Publication Date: 20260512
Application Date: 20260127

Claims (12)

1. A method of training a large language model, the method comprising: Based on a sample data request of a current training round, acquiring a target sample identifier corresponding to the sample data request from a sample identifier set of a plurality of sample data; determining a target physical position corresponding to the target sample identifier based on a preset corresponding relation, wherein the preset corresponding relation represents the corresponding relation between the sample identifiers of a plurality of sample data and the sample physical positions, and the sample physical positions are determined according to the text physical positions of the original training texts associated with the corresponding sample data in the storage equipment; And based on the target physical position, directly loading target sample data in the storage device into a training memory to be used for executing the training of the current training round on the target large language model.
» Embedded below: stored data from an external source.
//! Electronics Application panels (ids 9-16).

use rand::{Rng, RngCore};

use super::{fields, fixed, FeatureDefinition};
use crate::models::*;
use crate::ProcessingError;

pub(super) fn device_synthesizability(descriptor: FeatureDescriptor) -> FeatureDefinition {
    const DEVICES: &[SelectOption] = &[
        opt("transistor", "Transistor"),
        opt("diode", "Diode"),
        opt("solar_cell", "Solar Cell"),
        opt("led", "LED"),
        opt("sensor", "Sensor"),
    ];
    const SUBSTRATES: &[SelectOption] = &[
        opt("silicon", "Silicon"),
        opt("sapphire", "Sapphire"),
        opt("sic", "Silicon Carbide"),
        opt("gan", "Gallium Nitride"),
    ];
    const METHODS: &[SelectOption] = &[
        opt("mocvd", "MOCVD"),
        opt("mbe", "MBE"),
        opt("sputtering", "Sputtering"),
        opt("cvd", "CVD"),
    ];

    FeatureDefinition::new(
        descriptor,
        "Configure device and material parameters",
        vec![
            InputField::select("deviceType", "Device Type", DEVICES),
            InputField::text("materialComposition", "Material Composition", "e.g., GaAs, SiC, InGaN"),
            InputField::select("substrateType", "Substrate Type", SUBSTRATES),
            InputField::number("operatingTemp", "Operating Temperature (°C)", "-50", "500", "1"),
            InputField::select("fabricationMethod", "Fabrication Method", METHODS),
        ],
        "Synthesizability assessment",
        vec![
            OutputField::new("feasibility", "Feasibility Score"),
            OutputField::new("recommendedProcess", "Recommended Process"),
            OutputField::new("estimatedCost", "Estimated Cost"),
            OutputField::new("processTemp", "Processing Temperature"),
            OutputField::new("yieldPrediction", "Yield Prediction"),
        ],
        assess_synthesizability,
    )
}

/// Qualitative band of a feasibility percentage.
pub fn feasibility_band(score: u32) -> &'static str {
    if score > 80 {
        "High"
    } else if score > 60 {
        "Medium"
    } else {
        "Low"
    }
}

fn assess_synthesizability(
    inputs: &PanelInputs,
    rng: &mut dyn RngCore,
) -> Result<ResultFields, ProcessingError> {
    inputs.number("operatingTemp", "Operating Temperature (°C)")?;
    let score: u32 = rng.gen_range(60..100);
    let method = inputs.text_or("fabricationMethod", "mocvd").to_uppercase();

    Ok(fields([
        ("feasibility", format!("{}% ({})", score, feasibility_band(score))),
        ("recommendedProcess", format!("{} with 3-step annealing", method)),
        ("estimatedCost", format!("${}/wafer", rng.gen_range(100..600))),
        ("processTemp", format!("{}°C", rng.gen_range(400..900))),
        ("yieldPrediction", format!("{}%", rng.gen_range(70..100))),
    ]))
}

pub(super) fn interface_calculation(descriptor: FeatureDescriptor) -> FeatureDefinition {
    const INTERFACES: &[SelectOption] = &[
        opt("coherent", "Coherent"),
        opt("semicoherent", "Semi-coherent"),
        opt("incoherent", "Incoherent"),
        opt("grain_boundary", "Grain Boundary"),
    ];
    const METHODS: &[SelectOption] = &[
        opt("dft", "DFT"),
        opt("classical_md", "Classical MD"),
        opt("tight_binding", "Tight Binding"),
        opt("empirical", "Empirical Potentials"),
    ];

    FeatureDefinition::new(
        descriptor,
        "Define the two materials and the interface to calculate",
        vec![
            InputField::text("material1", "Material 1", "e.g., Si, GaAs").required(),
            InputField::text("material2", "Material 2", "e.g., SiO2, AlGaAs").required(),
            InputField::select("interfaceType", "Interface Type", INTERFACES),
            InputField::select("calculationMethod", "Calculation Method", METHODS),
            InputField::number("supercellSize", "Supercell Size (atoms)", "50", "1000", "10"),
            InputField::checkbox("includeStrain", "Include Strain Effects", true),
            InputField::checkbox("calculateBandOffset", "Calculate Band Offset", true),
        ],
        "Interface properties",
        vec![
            OutputField::new("interfaceEnergy", "Interface Energy"),
            OutputField::new("bandOffset", "Band Offset"),
            OutputField::new("latticeMismatch", "Lattice Mismatch"),
            OutputField::new("interfaceStates", "Interface States"),
            OutputField::new("chargeTransfer", "Charge Transfer"),
        ],
        calculate_interface,
    )
}

fn calculate_interface(
    inputs: &PanelInputs,
    rng: &mut dyn RngCore,
) -> Result<ResultFields, ProcessingError> {
    inputs.number("supercellSize", "Supercell Size (atoms)")?;
    let band_offset = if inputs.flag_or("calculateBandOffset", true) {
        format!("{:.2} eV", rng.gen_range(0.2..3.2))
    } else {
        "Not calculated".to_string()
    };

    Ok(fields([
        ("interfaceEnergy", format!("{:.3} J/m²", rng.gen_range(0.5..2.5))),
        ("bandOffset", band_offset),
        ("latticeMismatch", format!("{:.2}%", rng.gen_range(0.1..5.1))),
        (
            "interfaceStates",
            format!("{:.2e} states/cm²", rng.gen_range(1e12..6e12)),
        ),
        ("chargeTransfer", format!("{:.3} e⁻", rng.gen_range(0.1..0.6))),
    ]))
}

pub(super) fn property_prediction(descriptor: FeatureDescriptor) -> FeatureDefinition {
    const PROPERTIES: &[SelectOption] = &[
        opt("bandgap", "Band Gap"),
        opt("mobility", "Carrier Mobility"),
        opt("conductivity", "Conductivity"),
    ];

    FeatureDefinition::standard(
        descriptor,
        vec![
            InputField::text("materialSystem", "Material System", "e.g., III-V, II-VI"),
            InputField::select("propertyPrediction", "Property to Predict", PROPERTIES),
            InputField::number("temperature", "Temperature (K)", "0", "1000", "1"),
            InputField::checkbox("includeDefects", "Include Defects", false),
        ],
        vec![
            OutputField::new("predictionStatus", "Prediction"),
            OutputField::new("bandGap", "Band Gap"),
            OutputField::new("carrierMobility", "Carrier Mobility"),
        ],
        |inputs, _| {
            inputs.number("temperature", "Temperature (K)")?;
            Ok(fixed([
                ("predictionStatus", "Electronic properties predicted"),
                ("bandGap", "Band gap: 2.3 eV (direct)"),
                ("carrierMobility", "Mobility: 850 cm²/Vs"),
            ]))
        },
    )
}

pub(super) fn band_structure(descriptor: FeatureDescriptor) -> FeatureDefinition {
    const CALCULATIONS: &[SelectOption] = &[
        opt("dft", "DFT Calculation"),
        opt("gw", "GW Approximation"),
        opt("hybrid", "Hybrid Functional"),
    ];

    FeatureDefinition::standard(
        descriptor,
        vec![
            InputField::select("bandCalculationType", "Calculation Type", CALCULATIONS),
            InputField::number("kPoints", "K-Points Density", "1", "20", "1"),
            InputField::text("latticeParams", "Lattice Parameters", "a, b, c values"),
            InputField::checkbox("spinOrbit", "Include Spin-Orbit Coupling", false),
        ],
        vec![
            OutputField::new("calculationStatus", "Band Structure"),
            OutputField::new("transportProperties", "Transport Properties"),
            OutputField::new("dosAnalysis", "DOS Analysis"),
        ],
        |inputs, _| {
            inputs.number("kPoints", "K-Points Density")?;
            Ok(fixed([
                ("calculationStatus", "Band structure calculated"),
                ("transportProperties", "Transport properties computed"),
                ("dosAnalysis", "DOS analysis completed"),
            ]))
        },
    )
}

pub(super) fn thermal_management(descriptor: FeatureDescriptor) -> FeatureDefinition {
    const PROPERTIES: &[SelectOption] = &[
        opt("conductivity", "Thermal Conductivity"),
        opt("expansion", "Thermal Expansion"),
        opt("capacity", "Heat Capacity"),
    ];

    FeatureDefinition::standard(
        descriptor,
        vec![
            InputField::select("thermalProperty", "Thermal Property", PROPERTIES),
            InputField::number("operatingPower", "Operating Power (W)", "0.1", "1000", "0.1"),
            InputField::number("ambientTemp", "Ambient Temperature (°C)", "-50", "200", "1"),
            InputField::checkbox("includeConvection", "Include Convection", true),
        ],
        vec![
            OutputField::new("optimizationStatus", "Thermal Analysis"),
            OutputField::new("maxTemperature", "Max Temperature"),
            OutputField::new("coolingSolution", "Cooling Solution"),
        ],
        |inputs, _| {
            inputs.number("operatingPower", "Operating Power (W)")?;
            inputs.number("ambientTemp", "Ambient Temperature (°C)")?;
            Ok(fixed([
                ("optimizationStatus", "Thermal management optimized"),
                ("maxTemperature", "Max temperature: 87°C"),
                ("coolingSolution", "Cooling solution recommended"),
            ]))
        },
    )
}

pub(super) fn reliability_assessment(descriptor: FeatureDescriptor) -> FeatureDefinition {
    const TESTS: &[SelectOption] = &[
        opt("thermal_cycling", "Thermal Cycling"),
        opt("humidity", "Humidity Test"),
        opt("voltage_stress", "Voltage Stress"),
    ];

    FeatureDefinition::standard(
        descriptor,
        vec![
            InputField::select("reliabilityTest", "Reliability Test", TESTS),
            InputField::number("testDuration", "Test Duration (hours)", "1", "10000", "1"),
            InputField::number("failureCriteria", "Failure Criteria (%)", "1", "50", "1"),
            InputField::checkbox("acceleratedTest", "Accelerated Testing", false),
        ],
        vec![
            OutputField::new("assessmentStatus", "Assessment"),
            OutputField::new("mttfValue", "MTTF"),
            OutputField::new("failureAnalysis", "Failure Analysis"),
        ],
        |inputs, _| {
            inputs.number("testDuration", "Test Duration (hours)")?;
            inputs.number("failureCriteria", "Failure Criteria (%)")?;
            Ok(fixed([
                ("assessmentStatus", "Reliability assessment completed"),
                ("mttfValue", "MTTF: 15,000 hours"),
                ("failureAnalysis", "Failure modes identified"),
            ]))
        },
    )
}

pub(super) fn process_integration(descriptor: FeatureDescriptor) -> FeatureDefinition {
    const STEPS: &[SelectOption] = &[
        opt("deposition", "Deposition"),
        opt("etching", "Etching"),
        opt("annealing", "Annealing"),
        opt("doping", "Doping"),
    ];

    FeatureDefinition::standard(
        descriptor,
        vec![
            InputField::select("processStep", "Process Step", STEPS),
            InputField::number("processTemp", "Process Temperature (°C)", "20", "1200", "10"),
            InputField::text("gasFlow", "Gas Flow Rates", "sccm values"),
            InputField::checkbox("inSituMonitoring", "In-situ Monitoring", true),
        ],
        vec![
            OutputField::new("integrationStatus", "Integration"),
            OutputField::new("yieldPrediction", "Yield Prediction"),
            OutputField::new("recipeParameters", "Recipe"),
        ],
        |inputs, _| {
            inputs.number("processTemp", "Process Temperature (°C)")?;
            Ok(fixed([
                ("integrationStatus", "Process integration optimized"),
                ("yieldPrediction", "Yield prediction: 89%"),
                ("recipeParameters", "Recipe parameters saved"),
            ]))
        },
    )
}

pub(super) fn advanced_characterization(descriptor: FeatureDescriptor) -> FeatureDefinition {
    const TECHNIQUES: &[SelectOption] = &[
        opt("xrd", "X-Ray Diffraction"),
        opt("sem", "SEM"),
        opt("xps", "XPS"),
        opt("afm", "AFM"),
    ];

    FeatureDefinition::standard(
        descriptor,
        vec![
            InputField::select("characterizationTech", "Characterization Technique", TECHNIQUES),
            InputField::number("scanRange", "Scan Range", "1", "1000", "1"),
            InputField::file("referenceData", "Reference Data", ".ref,.std"),
            InputField::checkbox("automaticAnalysis", "Automatic Analysis", true),
        ],
        vec![
            OutputField::new("characterizationStatus", "Characterization"),
            OutputField::new("materialQuality", "Material Quality"),
            OutputField::new("analysisReport", "Analysis Report"),
        ],
        |inputs, _| {
            inputs.number("scanRange", "Scan Range")?;
            Ok(fixed([
                ("characterizationStatus", "Characterization completed"),
                ("materialQuality", "Material quality: Excellent"),
                ("analysisReport", "Analysis report generated"),
            ]))
        },
    )
}

#[cfg(test)]
mod tests {
    use rand::rngs::StdRng;
    use rand::SeedableRng;

    use super::*;

    fn definition(build: fn(FeatureDescriptor) -> FeatureDefinition) -> FeatureDefinition {
        build(FeatureDescriptor::new(FeatureId(0), "Test", ""))
    }

    #[test]
    fn feasibility_bands() {
        assert_eq!(feasibility_band(99), "High");
        assert_eq!(feasibility_band(80), "Medium");
        assert_eq!(feasibility_band(61), "Medium");
        assert_eq!(feasibility_band(60), "Low");
    }

    #[test]
    fn synthesizability_names_the_chosen_method() {
        let synth = definition(device_synthesizability);
        let mut inputs = synth.default_inputs();
        inputs.insert("fabricationMethod", InputValue::Text("sputtering".into()));

        let results = synth
            .compute(&inputs, &mut StdRng::seed_from_u64(42))
            .unwrap();
        assert_eq!(results["recommendedProcess"], "SPUTTERING with 3-step annealing");
        assert!(results["estimatedCost"].starts_with('$'));
        assert!(results["estimatedCost"].ends_with("/wafer"));

        let score: u32 = results["feasibility"]
            .split('%')
            .next()
            .unwrap()
            .parse()
            .unwrap();
        assert!((60..100).contains(&score));
    }

    #[test]
    fn synthesizability_is_deterministic_for_a_seed() {
        let synth = definition(device_synthesizability);
        let inputs = synth.default_inputs();
        let a = synth.compute(&inputs, &mut StdRng::seed_from_u64(9)).unwrap();
        let b = synth.compute(&inputs, &mut StdRng::seed_from_u64(9)).unwrap();
        assert_eq!(a, b);
    }

    #[test]
    fn interface_requires_both_materials() {
        let interface = definition(interface_calculation);
        let mut inputs = interface.default_inputs();
        inputs.insert("material1", InputValue::Text("Si".into()));

        let err = interface
            .compute(&inputs, &mut StdRng::seed_from_u64(0))
            .unwrap_err();
        assert_eq!(err, ProcessingError::MissingInput("Material 2".into()));
    }

    #[test]
    fn interface_skips_band_offset_when_unchecked() {
        let interface = definition(interface_calculation);
        let mut inputs = interface.default_inputs();
        inputs.insert("material1", InputValue::Text("Si".into()));
        inputs.insert("material2", InputValue::Text("SiO2".into()));
        inputs.insert("calculateBandOffset", InputValue::Flag(false));

        let results = interface
            .compute(&inputs, &mut StdRng::seed_from_u64(0))
            .unwrap();
        assert_eq!(results["bandOffset"], "Not calculated");
        assert!(results["interfaceEnergy"].ends_with(" J/m²"));
        assert!(results["interfaceStates"].contains("e12"));
    }
}
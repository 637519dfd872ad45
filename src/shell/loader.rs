//! Loading feature implementations on first use.
//!
//! A [`ModuleSource`] turns a [`FeatureModuleRef`] into a factory. The
//! [`ModuleLoader`] asks its source at most once per id and reuses the factory
//! for every later resolve.

use std::collections::HashMap;
use std::future::Future;

use thiserror::Error;

use emos_core::catalog::{self, FeatureDefinition, FeatureFactory};
use emos_core::models::{FeatureDescriptor, FeatureId, FeatureModuleRef};

use super::registry::FeatureRegistry;

#[derive(Debug, Clone, Error, PartialEq, Eq)]
pub enum ModuleLoadError {
    #[error("{key} is not published at {location}")]
    Missing { key: String, location: String },

    #[error("failed to load {location}: {reason}")]
    Source { location: String, reason: String },
}

/// Where feature implementations are fetched from.
pub trait ModuleSource: Send + Sync {
    fn fetch(
        &self,
        module: &FeatureModuleRef,
    ) -> impl Future<Output = Result<FeatureFactory, ModuleLoadError>> + Send;
}

/// Implementations compiled into the binary, found by implementation key.
#[derive(Debug, Clone, Copy, Default)]
pub struct BuiltinModules;

impl ModuleSource for BuiltinModules {
    async fn fetch(&self, module: &FeatureModuleRef) -> Result<FeatureFactory, ModuleLoadError> {
        catalog::lookup_implementation(&module.implementation_key)
            .map(|entry| entry.build)
            .ok_or_else(|| ModuleLoadError::Missing {
                key: module.implementation_key.clone(),
                location: module.source_location.clone(),
            })
    }
}

/// Caches loaded factories by feature id.
#[derive(Debug)]
pub struct ModuleLoader<S> {
    source: S,
    loaded: HashMap<FeatureId, FeatureFactory>,
}

impl<S: ModuleSource> ModuleLoader<S> {
    pub fn new(source: S) -> Self {
        Self {
            source,
            loaded: HashMap::new(),
        }
    }

    pub fn is_loaded(&self, id: FeatureId) -> bool {
        self.loaded.contains_key(&id)
    }

    /// Resolve a fresh definition for `descriptor.id`.
    ///
    /// `Ok(None)` means the registry has no module for the id. A failed load
    /// is not cached, so the next resolve tries again.
    pub async fn resolve(
        &mut self,
        registry: &FeatureRegistry,
        descriptor: FeatureDescriptor,
    ) -> Result<Option<FeatureDefinition>, ModuleLoadError> {
        let id = descriptor.id;
        let Some(module) = registry.module_ref(id) else {
            return Ok(None);
        };

        let factory = match self.loaded.get(&id) {
            Some(factory) => *factory,
            None => {
                tracing::debug!(feature = %id, location = %module.source_location, "Loading feature module");
                let factory = self.source.fetch(&module).await?;
                self.loaded.insert(id, factory);
                factory
            }
        };
        Ok(Some(factory(descriptor)))
    }
}

#[cfg(test)]
mod tests {
    use super::*;

    #[tokio::test]
    async fn builtin_source_finds_catalogued_keys() {
        let registry = FeatureRegistry::builtin();
        let mut loader = ModuleLoader::new(BuiltinModules);

        let definition = loader
            .resolve(&registry, registry.descriptor(FeatureId(3)))
            .await
            .unwrap()
            .unwrap();
        assert_eq!(definition.descriptor.name, "Database Extractor");
        assert!(loader.is_loaded(FeatureId(3)));
    }

    #[tokio::test]
    async fn unregistered_id_is_not_an_error() {
        let registry = FeatureRegistry::builtin();
        let mut loader = ModuleLoader::new(BuiltinModules);

        let resolved = loader
            .resolve(&registry, FeatureDescriptor::placeholder(FeatureId(99)))
            .await
            .unwrap();
        assert!(resolved.is_none());
        assert!(!loader.is_loaded(FeatureId(99)));
    }

    #[tokio::test]
    async fn missing_implementation_is_a_load_error() {
        let module = FeatureModuleRef {
            id: FeatureId(1),
            implementation_key: "NoSuchFeature".into(),
            source_location: "/Features/Nowhere".into(),
        };
        let err = BuiltinModules.fetch(&module).await.unwrap_err();
        assert_eq!(err.to_string(), "NoSuchFeature is not published at /Features/Nowhere");
    }
}
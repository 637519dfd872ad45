use crate::models::{InformationUnit, UnitKind};

const fn unit_of(
    kind: UnitKind,
    key: &'static str,
    label: &'static str,
    description: &'static str,
    available: bool,
) -> InformationUnit {
    InformationUnit {
        kind,
        key,
        label,
        description,
        available,
    }
}

use UnitKind::{Database as Db, Generator as Gen, Predictor as Pred};

static UNITS: &[InformationUnit] = &[
    unit_of(Db, "icsd", "ICSD", "Inorganic Crystal Structure Database, the world's largest database for inorganic crystal structures", true),
    unit_of(Db, "cod", "COD", "Crystallography Open Database", true),
    unit_of(Db, "materials_project", "Materials Project", "A comprehensive collection of computed materials properties", false),
    unit_of(Db, "aflowlib", "AFLOWLIB", "Automatic-FLOW database for high-throughput materials discovery", false),
    unit_of(Db, "oqmd", "OQMD", "Open Quantum Materials Database of DFT calculated structures and properties", false),
    unit_of(Db, "nomad", "NOMAD", "Novel Materials Discovery repository for computational materials science data", false),
    unit_of(Db, "jarvis", "JARVIS", "Joint Automated Repository for Various Integrated Simulations", false),
    unit_of(Db, "alexandria", "Alexandria", "A comprehensive database for materials discovery and design", false),
    unit_of(Gen, "mattergen", "MatterGen", "Diffusion model generating stable inorganic crystals", true),
    unit_of(Gen, "gnome", "GNoME", "Graph network for materials exploration", false),
    unit_of(Gen, "imatgen", "iMatGen", "Image-based inverse materials generator", false),
    unit_of(Gen, "matgan", "MatGAN", "Generative adversarial network for compositions", false),
    unit_of(Gen, "molgan", "MolGAN", "Generative adversarial network for molecular graphs", false),
    unit_of(Gen, "dfc-vae", "Cond-DFC-VAE", "Conditional variational autoencoder for crystal generation", false),
    unit_of(Gen, "mygen1", "MyGen1", "Custom generator #1", false),
    unit_of(Gen, "mygen2", "MyGen2", "Custom generator #2", false),
    unit_of(Pred, "mattersim", "MatterSim", "The MLIP for inorganic crystals, created by Microsoft", true),
    unit_of(Pred, "m3gnet", "M3GNet", "Materials 3-body Graph Network for universal property prediction", true),
    unit_of(Pred, "pfp", "PFP", "Physics-informed neural network for materials property prediction", true),
    unit_of(Pred, "deepmd", "DeepMD", "Deep Potential Molecular Dynamics for accurate force field prediction", true),
    unit_of(Pred, "synthnn", "SynthNN", "Synthesis Neural Network for predicting materials synthesis conditions", true),
    unit_of(Pred, "esen", "eSEN", "Enhanced Structure-Energy Network for advanced materials property prediction", true),
    unit_of(Pred, "mypred1", "MyPred1", "Custom predictor #1 for specialized materials property prediction tasks", true),
    unit_of(Pred, "mypred2", "MyPred2", "Custom predictor #2 for specialized materials property prediction tasks", true),
];

/// Every information unit, grouped by kind.
pub fn units() -> &'static [InformationUnit] {
    UNITS
}

pub fn units_of(kind: UnitKind) -> impl Iterator<Item = &'static InformationUnit> {
    UNITS.iter().filter(move |u| u.kind == kind)
}

pub fn unit(kind: UnitKind, key: &str) -> Option<&'static InformationUnit> {
    units_of(kind).find(|u| u.key == key)
}

#[cfg(test)]
mod tests {
    use super::*;

    #[test]
    fn eight_units_per_kind() {
        for kind in UnitKind::ALL {
            assert_eq!(units_of(kind).count(), 8, "{}", kind.as_str());
        }
    }

    #[test]
    fn only_mattergen_generates() {
        let available: Vec<_> = units_of(UnitKind::Generator)
            .filter(|u| u.available)
            .map(|u| u.key)
            .collect();
        assert_eq!(available, vec!["mattergen"]);
    }

    #[test]
    fn lookup_is_scoped_by_kind() {
        assert!(unit(UnitKind::Database, "icsd").is_some());
        assert!(unit(UnitKind::Generator, "icsd").is_none());
    }
}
2. The method of claim 1, wherein the predetermined correspondence includes a first correspondence and a second correspondence, and wherein before the obtaining, from a sample identifier set of a plurality of sample data, a target sample identifier corresponding to the sample data request based on a sample data request of a current training round, further includes: Dividing the original training text based on the text length of the original training text and a preset target sample length to obtain a plurality of sample data and relative position information of the plurality of sample data, wherein the relative position information is used for representing the positions of the corresponding sample data in the associated original training text; Combining the relative position information of the plurality of sample data and a preset sample identifier to construct the first corresponding relation; and constructing the second corresponding relation by combining the relative position information, the text physical position of the original training text and the sample physical position.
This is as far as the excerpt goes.